Histórias da Medicina Portuguesa

No termo de uma vida de trabalho, todos temos histórias a contar. Vamos também aprendendo a ler a História de um modo pessoal. Este blogue pretende viver um pouco da minha experiência e muito dos nomes grandes que todos conhecemos. Nos pequenos textos que apresento, a investigação é superficial e as generalizações poderão ser todas discutidas. A ambição é limitada. Pretendo apenas entreter colegas despreocupados e (quem sabe?) despertar o interesse pela pesquisa mais aprofundada das questões que afloro.
Espero não estar a dar início a um projecto unipessoal. As portas de Histórias da Medicina estão abertas a todos os colegas que queiram colaborar com críticas, comentários ou artigos, venham eles da vivência de cada um ou das reflexões sobre as leituras que fizeram.

segunda-feira, 6 de julho de 2020



OS MÉDICOS DA PESTE


No começo da Idade Moderna, na Europa, já se reconhecia empiricamente a importância de proteger o nariz, a boca e os olhos contra as infeções. Assim, para se defenderem dos miasmas supostamente existentes no ar fétido, alguns médicos usavam máscaras inspiradas em bicos de aves. No seu interior eram colocadas substâncias aromáticas. O lugar dos olhos era preenchido com lentes de vidro.

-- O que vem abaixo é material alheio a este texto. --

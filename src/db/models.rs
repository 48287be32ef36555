use chrono::{DateTime, Utc};
use serde::{Deserialize, Serialize};
use sqlx::types::BigDecimal;
use sqlx::FromRow;

pub const ROLE_CUSTOMER: &str = "customer";
pub const ROLE_ADMIN: &str = "admin";

#[derive(Debug, Clone, FromRow)]
pub struct User {
    pub id: i64,
    pub email: String,
    pub password_hash: String,
    pub full_name: String,
    pub phone: Option<String>,
    pub address: Option<String>,
    pub role: String,
    pub email_verified: bool,
    pub verification_token_hash: Option<String>,
    pub reset_token_hash: Option<String>,
    pub reset_token_expires_at: Option<DateTime<Utc>>,
    pub loyalty_points: i64,
    pub created_at: DateTime<Utc>,
    pub updated_at: DateTime<Utc>,
}

impl User {
    pub fn is_admin(&self) -> bool {
        self.role == ROLE_ADMIN
    }
}

/// Public view of a user; never carries hashes or tokens.
#[derive(Debug, Clone, Serialize, Deserialize)]
pub struct UserProfile {
    pub id: i64,
    pub email: String,
    pub full_name: String,
    pub phone: Option<String>,
    pub address: Option<String>,
    pub role: String,
    pub email_verified: bool,
    pub loyalty_points: i64,
    pub loyalty_tier: String,
    pub created_at: DateTime<Utc>,
}

impl From<&User> for UserProfile {
    fn from(user: &User) -> Self {
        UserProfile {
            id: user.id,
            email: user.email.clone(),
            full_name: user.full_name.clone(),
            phone: user.phone.clone(),
            address: user.address.clone(),
            role: user.role.clone(),
            email_verified: user.email_verified,
            loyalty_points: user.loyalty_points,
            loyalty_tier: crate::services::loyalty::LoyaltyTier::for_points(user.loyalty_points)
                .as_str()
                .to_string(),
            created_at: user.created_at,
        }
    }
}

#[derive(Debug, Clone, FromRow, Serialize, Deserialize)]
pub struct Product {
    pub id: i64,
    pub name: String,
    pub slug: String,
    pub description: Option<String>,
    pub category: String,
    pub price: BigDecimal,
    pub unit: String,
    pub stock: i32,
    pub image_url: Option<String>,
    pub origin: Option<String>,
    pub is_active: bool,
    pub created_at: DateTime<Utc>,
    pub updated_at: DateTime<Utc>,
}

#[derive(Debug, Clone, FromRow, Serialize)]
pub struct ProductWithRating {
    #[sqlx(flatten)]
    #[serde(flatten)]
    pub product: Product,
    pub average_rating: Option<f64>,
    pub review_count: i64,
}

#[derive(Debug, Clone, FromRow, Serialize)]
pub struct CartLine {
    pub product_id: i64,
    pub name: String,
    pub slug: String,
    pub image_url: Option<String>,
    pub unit: String,
    pub price: BigDecimal,
    pub stock: i32,
    pub quantity: i32,
    pub is_active: bool,
}

impl CartLine {
    pub fn line_total(&self) -> BigDecimal {
        &self.price * BigDecimal::from(self.quantity)
    }
}

#[derive(Debug, Clone, FromRow, Serialize)]
pub struct WishlistEntry {
    pub product_id: i64,
    pub name: String,
    pub slug: String,
    pub image_url: Option<String>,
    pub price: BigDecimal,
    pub stock: i32,
    pub created_at: DateTime<Utc>,
}

#[derive(Debug, Clone, FromRow, Serialize)]
pub struct Review {
    pub id: i64,
    pub user_id: i64,
    pub product_id: i64,
    pub rating: i16,
    pub comment: Option<String>,
    pub author_name: String,
    pub created_at: DateTime<Utc>,
}

#[derive(Debug, Clone, FromRow, Serialize, Deserialize)]
pub struct DiscountCode {
    pub id: i64,
    pub code: String,
    pub discount_type: String,
    pub value: BigDecimal,
    pub min_order_amount: BigDecimal,
    pub max_discount: Option<BigDecimal>,
    pub usage_limit: Option<i32>,
    pub used_count: i32,
    pub expires_at: Option<DateTime<Utc>>,
    pub is_active: bool,
    pub created_at: DateTime<Utc>,
}

#[derive(Debug, Clone, FromRow, Serialize)]
pub struct Notification {
    pub id: i64,
    pub user_id: Option<i64>,
    pub kind: String,
    pub title: String,
    pub message: String,
    pub is_read: bool,
    pub created_at: DateTime<Utc>,
}

#[derive(Debug, Clone, FromRow, Serialize)]
pub struct OrderItem {
    pub id: i64,
    pub order_id: i64,
    pub product_id: i64,
    pub product_name: String,
    pub unit_price: BigDecimal,
    pub quantity: i32,
}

É curiosa a associação das substâncias com bom cheiro à ação desinfetante. A ideia poderá ter nascido do contraste com o cheiro pútrido da matéria orgânica em decomposição. Usavam-se, entre outras substâncias, a hortelã, a cânfora e a mirra. A palha servia de filtro para o ar contaminado.
O traje era completo, com botas, luvas, blusa e chapéu, geralmente em couro de cabra. Cobriam-se com um sobretudo de pano grosso.










A sua utilização reduziu-se no século XVIII. As máscaras cirúrgicas dos nossos dias tiveram origem quando se começou a desenvolver a bacteriologia.
Existiram médicos da peste um pouco em toda a Europa. Foram conhecidos, pelo menos na Itália, na Holanda, na Espanha e na França.
Eram contratados pelas cidades atingidas pelas epidemias e deveriam tratar ricos e pobres. Os seus serviços eram considerados valiosos e valeram-lhes alguns privilégios, como o de praticar autópsias, proibidas em muitos países. Como seria de esperar, alguns contraíam a doença no exercício da profissão e acabavam por falecer.
Os médicos da peste usavam bastões para poderem examinar os doentes sem os tocar. Uma das suas obrigações consistia em proceder ao registo dos vitimados pela praga. Em muitos casos, foram testemunhas das últimas vontades e, frequentemente, testamenteiros.
Os métodos terapêuticos eram os da época: praticavam sangrias e colocavam sanguessugas nas adenopatias. Muitas vezes as suas funções obrigavam-nos à quarentena.
Embora o cargo tenha sido desempenhado por nomes sonantes da História da Medicina, de modo geral, esses clínicos eram considerados médicos de segunda categoria. Na França e na Holanda, não dispunham mesmo de qualquer formação médica.
Quase todas as regras conhecem exceções.
Guy de Chauliac, médico do papa Clemente VI, foi dos primeiros clínicos a investigar a doença. Acabou por morrer dela.


   Guy de Chauliac praticando a autópsia de o corpo dum falecido com peste negra.


O famoso Nostradamus deu conselhos interessantes para combater a peste: os cadáveres deveriam ser removidos rapidamente e convinha respirar ar puro e beber água limpa. Nostradamus opôs-se à sangria dos pestiferados. 
Paracelso e Ambroise Paré desempenharam também as funções de médicos da peste.